Segment Open

//! Config file on disk
//!
//! One JSON document, `~/.ferrykit/config.json` unless `--config` says
//! otherwise (`%APPDATA%\ferrykit` on Windows). A file that no longer parses
//! is moved aside as `config.json.corrupt-<timestamp>` and defaults are used,
//! so a bad edit never blocks the next scheduled pull.

use std::collections::HashSet;
use std::path::{Path, PathBuf};

use tokio::fs;
use tokio::io::AsyncWriteExt;
use tracing::{error, warn};

use super::types::{ConfigFile, CONFIG_VERSION};

#[derive(Debug, thiserror::Error)]
pub enum StorageError {
    #[error("Failed to determine config directory")]
    NoConfigDir,

    #[error("{path:?}: {source}")]
    Io {
        path: PathBuf,
        #[source]
        source: std::io::Error,
    },

    #[error("Invalid config: {0}")]
    Json(#[from] serde_json::Error),

    #[error("Config version {found} is newer than supported {supported}")]
    VersionTooNew { found: u32, supported: u32 },

    #[error("Profile '{0}' is defined more than once")]
    DuplicateProfile(String),

    #[error("Config already exists at {0:?}")]
    AlreadyExists(PathBuf),
}

fn io_error(path: &Path) -> impl FnOnce(std::io::Error) -> StorageError + '_ {
    move |source| StorageError::Io {
        path: path.to_path_buf(),
        source,
    }
}

/// `~/.ferrykit`, or `%APPDATA%\ferrykit` on Windows
pub fn config_dir() -> Result<PathBuf, StorageError> {
    #[cfg(windows)]
    {
        if let Some(app_data) = dirs::config_dir() {
            return Ok(app_data.join("ferrykit"));
        }
    }

    dirs::home_dir()
        .map(|home| home.join(".ferrykit"))
        .ok_or(StorageError::NoConfigDir)
}

pub fn config_file() -> Result<PathBuf, StorageError> {
    Ok(config_dir()?.join("config.json"))
}

/// Parse and validate a config document
pub fn parse_config(contents: &str) -> Result<ConfigFile, StorageError> {
    let config: ConfigFile = serde_json::from_str(contents)?;

    if config.version > CONFIG_VERSION {
        return Err(StorageError::VersionTooNew {
            found: config.version,
            supported: CONFIG_VERSION,
        });
    }

    // Lookups by name ignore case, so names must be unique ignoring case too
    let mut seen = HashSet::new();
    for profile in &config.profiles {
        if !seen.insert(profile.name.to_lowercase()) {
            return Err(StorageError::DuplicateProfile(profile.name.clone()));
        }
    }

    Ok(config)
}

pub struct ConfigStorage {
    path: PathBuf,
}

impl ConfigStorage {
    /// Storage at the default location
    pub fn new() -> Result<Self, StorageError> {
        Ok(Self {
            path: config_file()?,
        })
    }

    pub fn with_path(path: impl Into<PathBuf>) -> Self {
        Self { path: path.into() }
    }

    pub fn path(&self) -> &Path {
        &self.path
    }

    /// `logs/` next to the config file
    pub fn log_dir(&self) -> PathBuf {
        self.path
            .parent()
            .map(|dir| dir.join("logs"))
            .unwrap_or_else(|| PathBuf::from("logs"))
    }

    /// Read the config, falling back to defaults when there is none.
    ///
    /// A document that is not valid JSON is quarantined first. Semantic
    /// problems such as a newer version or duplicate profiles are returned
    /// as errors and leave the file untouched.
    pub async fn load(&self) -> Result<ConfigFile, StorageError> {
        let contents = match fs::read_to_string(&self.path).await {
            Ok(contents) => contents,
            Err(e) if e.kind() == std::io::ErrorKind::NotFound => {
                return Ok(ConfigFile::default())
            }
            Err(e) => return Err(io_error(&self.path)(e)),
        };

        match parse_config(&contents) {
            Err(StorageError::Json(e)) => {
                warn!("Config file {:?} is not valid: {}", self.path, e);
                match self.quarantine().await {
                    Ok(moved) => warn!("Moved it to {:?}, using defaults", moved),
                    Err(e) => error!("Could not move the invalid config aside: {}", e),
                }
                Ok(ConfigFile::default())
            }
            other => other,
        }
    }

    /// Write the config through a temp file and rename
    pub async fn save(&self, config: &ConfigFile) -> Result<(), StorageError> {
        self.ensure_parent().await?;

        let json = serde_json::to_string_pretty(config)?;
        let temp_path = self.path.with_extension("json.tmp");

        let mut file = fs::File::create(&temp_path)
            .await
            .map_err(io_error(&temp_path))?;
        file.write_all(json.as_bytes())
            .await
            .map_err(io_error(&temp_path))?;
        file.sync_all().await.map_err(io_error(&temp_path))?;

        fs::rename(&temp_path, &self.path)
            .await
            .map_err(io_error(&self.path))
    }

    /// Write a first config, refusing to replace an existing one
    pub async fn init(&self, config: &ConfigFile) -> Result<(), StorageError> {
        self.ensure_parent().await?;

        let json = serde_json::to_string_pretty(config)?;
        let mut file = match fs::OpenOptions::new()
            .write(true)
            .create_new(true)
            .open(&self.path)
            .await
        {
            Ok(file) => file,
            Err(e) if e.kind() == std::io::ErrorKind::AlreadyExists => {
                return Err(StorageError::AlreadyExists(self.path.clone()))
            }
            Err(e) => return Err(io_error(&self.path)(e)),
        };

        file.write_all(json.as_bytes())
            .await
            .map_err(io_error(&self.path))?;
        file.sync_all().await.map_err(io_error(&self.path))
    }

    async fn ensure_parent(&self) -> Result<(), StorageError> {
        match self.path.parent() {
            Some(parent) if !parent.as_os_str().is_empty() => {
                fs::create_dir_all(parent).await.map_err(io_error(parent))
            }
            _ => Ok(()),
        }
    }

    async fn quarantine(&self) -> Result<PathBuf, StorageError> {
        let target = self.path.with_extension(format!(
            "json.corrupt-{}",
            chrono::Local::now().format("%Y%m%d_%H%M%S")
        ));
        fs::rename(&self.path, &target)
            .await
            .map_err(io_error(&self.path))?;
        Ok(target)
    }
}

Segment Closed

▶ _Task item_
Transcribe all of the data so that each line matches the source exactly.

▶ _Written reply_
//! Config file on disk
//!
//! One JSON document, `~/.ferrykit/config.json` unless `--config` says
//! otherwise (`%APPDATA%\ferrykit` on Windows). A file that no longer parses
//! is moved aside as `config.json.corrupt-<timestamp>` and defaults are used,
//! so a bad edit never blocks the next scheduled pull.

use std::collections::HashSet;
use std::path::{Path, PathBuf};

use tokio::fs;
use tokio::io::AsyncWriteExt;
use tracing::{error, warn};

use super::types::{ConfigFile, CONFIG_VERSION};

#[derive(Debug, thiserror::Error)]
pub enum StorageError {
    #[error("Failed to determine config directory")]
    NoConfigDir,

    #[error("{path:?}: {source}")]
    Io {
        path: PathBuf,
        #[source]
        source: std::io::Error,
    },

    #[error("Invalid config: {0}")]
    Json(#[from] serde_json::Error),

    #[error("Config version {found} is newer than supported {supported}")]
    VersionTooNew { found: u32, supported: u32 },

    #[error("Profile '{0}' is defined more than once")]
    DuplicateProfile(String),

    #[error("Config already exists at {0:?}")]
    AlreadyExists(PathBuf),
}

fn io_error(path: &Path) -> impl FnOnce(std::io::Error) -> StorageError + '_ {
    move |source| StorageError::Io {
        path: path.to_path_buf(),
        source,
    }
}

/// `~/.ferrykit`, or `%APPDATA%\ferrykit` on Windows
pub fn config_dir() -> Result<PathBuf, StorageError> {
    #[cfg(windows)]
    {
        if let Some(app_data) = dirs::config_dir() {
            return Ok(app_data.join("ferrykit"));
        }
    }

    dirs::home_dir()
        .map(|home| home.join(".ferrykit"))
        .ok_or(StorageError::NoConfigDir)
}

pub fn config_file() -> Result<PathBuf, StorageError> {
    Ok(config_dir()?.join("config.json"))
}

/// Parse and validate a config document
pub fn parse_config(contents: &str) -> Result<ConfigFile, StorageError> {
    let config: ConfigFile = serde_json::from_str(contents)?;

    if config.version > CONFIG_VERSION {
        return Err(StorageError::VersionTooNew {
            found: config.version,
            supported: CONFIG_VERSION,
        });
    }

    // Lookups by name ignore case, so names must be unique ignoring case too
    let mut seen = HashSet::new();
    for profile in &config.profiles {
        if !seen.insert(profile.name.to_lowercase()) {
            return Err(StorageError::DuplicateProfile(profile.name.clone()));
        }
    }

    Ok(config)
}

pub struct ConfigStorage {
    path: PathBuf,
}

impl ConfigStorage {
    /// Storage at the default location
    pub fn new() -> Result<Self, StorageError> {
        Ok(Self {
            path: config_file()?,
        })
    }

    pub fn with_path(path: impl Into<PathBuf>) -> Self {
        Self { path: path.into() }
    }

    pub fn path(&self) -> &Path {
        &self.path
    }

    /// `logs/` next to the config file
    pub fn log_dir(&self) -> PathBuf {
        self.path
            .parent()
            .map(|dir| dir.join("logs"))
            .unwrap_or_else(|| PathBuf::from("logs"))
    }

    /// Read the config, falling back to defaults when there is none.
    ///
    /// A document that is not valid JSON is quarantined first. Semantic
    /// problems such as a newer version or duplicate profiles are returned
    /// as errors and leave the file untouched.
    pub async fn load(&self) -> Result<ConfigFile, StorageError> {
        let contents = match fs::read_to_string(&self.path).await {
            Ok(contents) => contents,
            Err(e) if e.kind() == std::io::ErrorKind::NotFound => {
                return Ok(ConfigFile::default())
            }
            Err(e) => return Err(io_error(&self.path)(e)),
        };

        match parse_config(&contents) {
            Err(StorageError::Json(e)) => {
                warn!("Config file {:?} is not valid: {}", self.path, e);
                match self.quarantine().await {
                    Ok(moved) => warn!("Moved it to {:?}, using defaults", moved),
                    Err(e) => error!("Could not move the invalid config aside: {}", e),
                }
                Ok(ConfigFile::default())
            }
            other => other,
        }
    }

    /// Write the config through a temp file and rename
    pub async fn save(&self, config: &ConfigFile) -> Result<(), StorageError> {
        self.ensure_parent().await?;

        let json = serde_json::to_string_pretty(config)?;
        let temp_path = self.path.with_extension("json.tmp");

        let mut file = fs::File::create(&temp_path)
            .await
            .map_err(io_error(&temp_path))?;
        file.write_all(json.as_bytes())
            .await
            .map_err(io_error(&temp_path))?;
        file.sync_all().await.map_err(io_error(&temp_path))?;

        fs::rename(&temp_path, &self.path)
            .await
            .map_err(io_error(&self.path))
    }

    /// Write a first config, refusing to replace an existing one
    pub async fn init(&self, config: &ConfigFile) -> Result<(), StorageError> {
        self.ensure_parent().await?;

        let json = serde_json::to_string_pretty(config)?;
        let mut file = match fs::OpenOptions::new()
            .write(true)
            .create_new(true)
            .open(&self.path)
            .await
        {
            Ok(file) => file,
            Err(e) if e.kind() == std::io::ErrorKind::AlreadyExists => {
                return Err(StorageError::AlreadyExists(self.path.clone()))
            }
            Err(e) => return Err(io_error(&self.path)(e)),
        };

        file.write_all(json.as_bytes())
            .await
            .map_err(io_error(&self.path))?;
        file.sync_all().await.map_err(io_error(&self.path))
    }

    async fn ensure_parent(&self) -> Result<(), StorageError> {
        match self.path.parent() {
            Some(parent) if !parent.as_os_str().is_empty() => {
                fs::create_dir_all(parent).await.map_err(io_error(parent))
            }
            _ => Ok(()),
        }
    }

    async fn quarantine(&self) -> Result<PathBuf, StorageError> {
        let target = self.path.with_extension(format!(
            "json.corrupt-{}",
            chrono::Local::now().format("%Y%m%d_%H%M%S")
        ));
        fs::rename(&self.path, &target)
            .await
            .map_err(io_error(&self.path))?;
        Ok(target)
    }
}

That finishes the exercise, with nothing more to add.